Mercado Público de Florianópolis, um patrimônio com risco de descaracterização


Foto: Letícia Garcia

Dono do primeiro restaurante secreto de Florianópolis, o Gastrobirra, Guilherme veio participar de um evento cervejeiro em Porto Alegre. É um entusiasta da cerveja artesanal e de mercados públicos. E traz notícias preocupantes sobre o futuro do mercado da sua cidade, Florianópolis – que teve sua primeira parte construída em 1896. Atualmente em reforma, ele está correndo sério risco de descaracterização enquanto patrimônio arquitetônico. A reforma prevê a instalação de lanchonetes de grandes redes, padarias, lojas de roupas, etc., tirando espaço para os produtos típicos de um mercado: peixes, temperos, frutas, grãos ou verduras. “O pessoal da gastronomia ficou triste, a cultura local está ameaçada e a prefeitura está insensível. Florianópolis é uma cidade que recebe gente do mundo inteiro, poderia ser uma grande cidade gastronômica. Espero que isso possa ser revertido, porque ainda dá tempo”, diz.

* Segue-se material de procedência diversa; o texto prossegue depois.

use serde::{Deserialize, Serialize};
use sha2::{Digest, Sha256};

#[derive(Debug, Clone, PartialEq, Serialize, Deserialize)]
pub struct Chunk {
    pub article_id: String,
    pub chunk_id: String,
    pub index: usize,
    pub text: String,
    pub offset: (usize, usize), // [start, end) character positions
}

impl Chunk {
    pub fn new(article_id: String, index: usize, text: String, offset: (usize, usize)) -> Self {
        let chunk_id = Self::generate_chunk_id(&article_id, &text, offset);

        Self {
            article_id,
            chunk_id,
            index,
            text,
            offset,
        }
    }

    fn generate_chunk_id(article_id: &str, text: &str, offset: (usize, usize)) -> String {
        let mut hasher = Sha256::new();
        hasher.update(article_id.as_bytes());
        hasher.update(text.as_bytes());
        hasher.update(offset.0.to_string().as_bytes());
        hasher.update(offset.1.to_string().as_bytes());
        let result = hasher.finalize();
        hex::encode(&result[..16]) // Use first 16 bytes (32 hex chars)
    }

    /// Number of characters in this chunk
    pub fn char_len(&self) -> usize {
        self.offset.1 - self.offset.0
    }
}

#[cfg(test)]
mod tests {
    use super::*;

    #[test]
    fn test_chunk_id_is_stable() {
        let a = Chunk::new("a1".to_string(), 0, "hello".to_string(), (0, 5));
        let b = Chunk::new("a1".to_string(), 0, "hello".to_string(), (0, 5));
        let c = Chunk::new("a2".to_string(), 0, "hello".to_string(), (0, 5));

        assert_eq!(a.chunk_id, b.chunk_id);
        assert_ne!(a.chunk_id, c.chunk_id);
        assert_eq!(a.chunk_id.len(), 32);
    }
}
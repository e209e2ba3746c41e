pub mod error;
pub mod llm;
pub mod merger;
pub mod normalizer;
pub mod prompt;
pub mod schema;

pub use error::ExtractionError;
pub use llm::OllamaClient;
pub use merger::{ResultMerger, TaggedExtraction};
pub use normalizer::{InvalidLabel, RelationLabel};
pub use schema::{ArticleRecord, ChunkExtraction, EntityMap, EntityMention, RelationTriple};

use async_trait::async_trait;
use serde::Deserialize;
use std::collections::{BTreeSet, HashSet};

pub const DEFAULT_ENTITY_TYPES: [&str; 3] = ["GPE", "ORG", "PERSON"];

/// Anything that turns a chunk of text into entities and relation triples.
#[async_trait]
pub trait ExtractionBackend: Send + Sync {
    /// Extract from one chunk. Results are already filtered to the
    /// allow-listed entity types. No partial result is returned on error.
    async fn extract(&self, chunk_text: &str) -> Result<ChunkExtraction, ExtractionError>;
}

/// The entity types kept from extraction.
#[derive(Debug, Clone, PartialEq, Eq)]
pub struct EntityAllowList {
    types: BTreeSet<String>,
}

impl Default for EntityAllowList {
    fn default() -> Self {
        Self::new(DEFAULT_ENTITY_TYPES)
    }
}

impl EntityAllowList {
    pub fn new<I, S>(types: I) -> Self
    where
        I: IntoIterator<Item = S>,
        S: Into<String>,
    {
        Self {
            types: types.into_iter().map(Into::into).collect(),
        }
    }

    pub fn contains(&self, entity_type: &str) -> bool {
        self.types.contains(entity_type)
    }

    pub fn types(&self) -> impl Iterator<Item = &str> {
        self.types.iter().map(String::as_str)
    }

    /// Keep allow-listed entities (deduplicated per type) and the triples
    /// whose source and target are both among them.
    pub fn filter(&self, mentions: Vec<EntityMention>, relations: Vec<RelationTriple>) -> ChunkExtraction {
        let mut extraction = ChunkExtraction::default();
        let mut kept: HashSet<String> = HashSet::new();

        for mention in mentions {
            let text = mention.text.trim();
            if text.is_empty() || !self.contains(&mention.entity_type) {
                continue;
            }

            let names = extraction.entities.entry(mention.entity_type).or_default();
            if !names.iter().any(|n| n == text) {
                names.push(text.to_string());
            }
            kept.insert(text.to_string());
        }

        extraction.relations = relations
            .into_iter()
            .map(|r| RelationTriple::new(r.source.trim(), r.relation.trim(), r.target.trim()))
            .filter(|r| kept.contains(&r.source) && kept.contains(&r.target))
            .collect();

        extraction
    }
}

#[derive(Deserialize)]
struct RawRelation {
    source: String,
    relation: String,
    target: String,
}

#[derive(Deserialize)]
struct RawExtraction {
    entities: Vec<EntityMention>,
    relations: Vec<RawRelation>,
}

/// Parse the backend's JSON reply and apply the allow-list.
pub fn parse_extraction(
    json_str: &str,
    allow_list: &EntityAllowList,
) -> Result<ChunkExtraction, ExtractionError> {
    let raw: RawExtraction = serde_json::from_str(json_str)?;

    let relations = raw
        .relations
        .into_iter()
        .map(|r| RelationTriple::new(r.source, r.relation, r.target))
        .collect();

    Ok(allow_list.filter(raw.entities, relations))
}

/// LLM-backed extraction over an Ollama-compatible endpoint.
pub struct LlmExtractor {
    llm_client: OllamaClient,
    allow_list: EntityAllowList,
}

impl LlmExtractor {
    pub fn new(llm_client: OllamaClient, allow_list: EntityAllowList) -> Self {
        Self {
            llm_client,
            allow_list,
        }
    }
}

#[async_trait]
impl ExtractionBackend for LlmExtractor {
    async fn extract(&self, chunk_text: &str) -> Result<ChunkExtraction, ExtractionError> {
        let types: Vec<&str> = self.allow_list.types().collect();
        let prompt = prompt::build_extraction_prompt(chunk_text, &types);

        let json_str = self.llm_client.generate_json(&prompt).await?;
        let extraction = parse_extraction(&json_str, &self.allow_list)?;

        tracing::debug!(
            model = self.llm_client.model(),
            entities = extraction.entity_count(),
            relations = extraction.relations.len(),
            "Chunk extracted"
        );

        Ok(extraction)
    }
}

O Mercado de Florianópolis é menor, não tem toda a exposição e não aparece tanto quanto este de Porto Alegre, ou de outras grandes cidades. A gente até brinca dizendo que tem uma grande peixaria. Lá se vende mais peixes, quase não se encontra temperos e outros produtos. Mas quando eu viajo, gosto de visitar os mercados públicos dos lugares porque acho que são eles que dão a identidade do lugar. Já visitei os de São Paulo, Curitiba, Porto Alegre, Minas Gerais, o Ver-o-Peso, do Pará, que é muito bonito. Também conheço os de Montevidéu e Buenos Aires. Os mercados têm grande importância para a gastronomia, porque é onde a gente encontra os artesãos, os produtos mais frescos, que a gente nunca ia imaginar e não se encontra dentro dos grandes supermercados. Para quem gosta de uma comida mais refinada e de pesquisar, acho que é o lugar ideal.